President Donald Trump's attorneys think that the president is immune from any kind of criminal investigation and they've got Trump believing it.

The Washington Post reported that the letter from Trump's private legal team, headed by William Consovoy, makes the argument that a judge has already thrown out once this week. The federal courts said this week that Trump must produce his taxes, prompting his team of lawyers to file an appeal with the U.S. Court of Appeals for the 2nd Circuit in New York. Oddly, however, they made the same argument in the appeal that was already thrown out by the previous judge.

U.S. District Judge Victor Marrero dismissed a Trump lawsuit designed to block him from being forced to comply with any subpoenas.

“The Court cannot square a vision of presidential immunity that would place the President above the law with the text of the Constitution,” or any precedent, Marrero said.

“The President is immune from criminal process while in office, and a grand-jury subpoena (a coercive order backed by the State’s threat of contempt) is certainly a form of ‘criminal process,’” the letter said.

In fact, Trump is immune from being indicted by the Justice Department according to an opinion by the Office of Legal Counsel. It isn't a law that protects the president, in fact, far from it. The Constitution outlines the process of impeachment, which isn't a prosecution, despite Trump's demand for a trial.

In a filing Friday, Trump tried to claim he, as president, he is far too important to be prosecuted while he's in the presidency.

The argument largely doesn't hold water because the subpoena isn't for him, rather it's for his taxes. There's no criminal prosecution involved in the case, it's simply that Trump is trying to ignore a subpoena to produce documents. The case is also state-related, involving Trump's possible falsification of business records related to a scandal to silence two women he had affairs with and then paid off.

“If the Court holds that the President is not immune from state criminal process, then Presidents must contend not just with [Vance] but with every state and local prosecutor across the country” seeking to investigate them, Trump’s attorneys said in the letter.

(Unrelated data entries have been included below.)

//! Run status probe trait and errors.

use async_trait::async_trait;
use thiserror::Error;

use super::types::{DetectedRun, Run, RunStatus};

/// Errors raised while querying run state.
#[derive(Debug, Error)]
pub enum ProbeError {
    /// Registry request failed.
    #[error("run registry request failed: {0}")]
    Request(String),

    /// Registry request timed out.
    #[error("run registry request timed out")]
    Timeout,

    /// Registry answered with something we could not interpret.
    #[error("unexpected run registry response: {0}")]
    InvalidResponse(String),

    /// The run is unknown upstream.
    #[error("run not found: {0}")]
    RunNotFound(String),

    /// I/O error.
    #[error("I/O error: {0}")]
    Io(#[from] std::io::Error),
}

/// Detects runs and reports whether a run is still producing fragments.
#[async_trait]
pub trait RunStatusProbe: Send + Sync {
    /// Returns the name of this probe implementation.
    fn name(&self) -> &str;

    /// Runs currently visible upstream, in no particular order.
    ///
    /// The controller filters out finalized runs and adopts the earliest of
    /// the remainder.
    async fn detect(&self) -> Result<Vec<DetectedRun>, ProbeError>;

    /// Current upstream status of `run`.
    async fn status(&self, run: &Run) -> Result<RunStatus, ProbeError>;
}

According to Trump, only Congress can investigate him through impeachment. However, this week, Trump's lawyers sent a letter to Congress saying that he deserves "due process" and not having the right to defend himself in court is unconstitutional. The impeachment process is fairly detailed about the process in the Constitution.

“Investigating the President plainly violates the Supremacy Clause,” where the Constitution says federal authority always supersedes the states, Trump’s attorneys said. “That Clause mandates that States cannot ‘defeat the legitimate operations’ of the federal government.”

It's an ironic argument, given the Republican Party has long been the "states rights" party.

The Justice Department filed their own letter in support of Trump, but they wouldn't say whether local or state prosecutors could legally seek documents from a president.

“Presidential materials ‘should not be treated as just another source of information,’” the Justice Department said in the letter, with a citation of a previous ruling on subpoenas under a presidency. “A subpoena directed at a President’s records should be permitted only ‘as a last resort.’"

Sadly for the president, the Justice Department made the argument for the opposition. Trump has made the subpoena the last resort, refusing to cooperate with any investigations, any requests for documents, access to any witnesses or any questioning.

“The court should be ordered to stay enforcement of the subpoena as to the President’s personal records unless and until — at a minimum — the District Attorney is able to make the required showing of particularized need,” the Justice Department claimed.

On Oct. 23, a three-judge panel will hear arguments in the case.